Consequently several groups of scientists around the world are now working on “universal” influenza vaccines that it is hoped will provide protection against a wide range on influenza strains. Last year there were reports on the successful completion of early clinical trials of one such vaccine developed by Acambis, a vaccine that directs the immune system to target a protein in the virus envelope named matrix protein 2 (M2e) whose structure is highly conserved across different strains of the influenza A virus. Studies on mice were crucial to the initial development and optimization of this vaccine and to the later demonstration that it could provide protection against a range of influenza A strains (3,4), leading to the decision to test it in human clinical trials.

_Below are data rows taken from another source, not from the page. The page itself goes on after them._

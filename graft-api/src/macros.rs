//! Macro definitions and invocations, as the host tree hands them to the expander.
//!
//! Both are stored as verbatim source text rather than tokens: the expander carves argument and
//! template bodies out of the original text byte-for-byte, which a token round-trip can't do.

use crate::idents::Ident;
use crate::scopes::InvocationContext;
use crate::spans::Span;
use serde::{Deserialize, Serialize};
use std::fmt;

/// A `macro_rules!` definition.
#[derive(Clone, Serialize, Deserialize)]
pub struct MacroDefinition {
    /// The name the macro is invoked by.
    pub name: Ident,
    /// The full `macro_rules! name { ... }` item, attributes included.
    pub source: String,
    /// Where the definition was written.
    pub span: Span,
}

/// A macro invocation in the host tree: `name! { ... }`, `name!(...)`, `name![...]`.
#[derive(Clone, Serialize, Deserialize)]
pub struct MacroInvocation {
    /// The last segment of the invoked path.
    pub name: Ident,
    /// The invocation from the start of the macro path through the closing argument
    /// delimiter. Excludes outer attributes and any trailing `;`.
    pub source: String,
    /// Where the invocation was written.
    pub span: Span,
    /// The position the invocation was written in.
    pub context: InvocationContext,
}

impl fmt::Debug for MacroDefinition {
    fn fmt(&self, f: &mut fmt::Formatter) -> fmt::Result {
        write!(f, "macro_rules! {} @ {:?}", self.name, self.span)
    }
}
impl fmt::Debug for MacroInvocation {
    fn fmt(&self, f: &mut fmt::Formatter) -> fmt::Result {
        write!(f, "{}! @ {:?} in {:?}", self.name, self.span, self.context)
    }
}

It’s clear that animal research has made important contributions to both the treatments that are available to fight swine flu now, and to ongoing efforts to produce new vaccines that will hopefully help us to avoid flu pandemics in the future. As to the wider situation we are pleased to see that President Obama has appointed the leading cancer biologist and Nobel Prize laureat Harold Varmus and the human geneticist and former leader of the mouse genome sequencing project Eric Lander to the President’s Council of Advisors on Science and Technology (PCAST). The advice provided by these two scientists, both of whom fully appreciate the great importance of animal research to medical progress, will no doubt be of great value to the President over the coming months, as the President himself said “our capacity to deal with a public health challenge of this sort rests heavily on the work of our scientific and medical community”. His is a view that we are happy to share.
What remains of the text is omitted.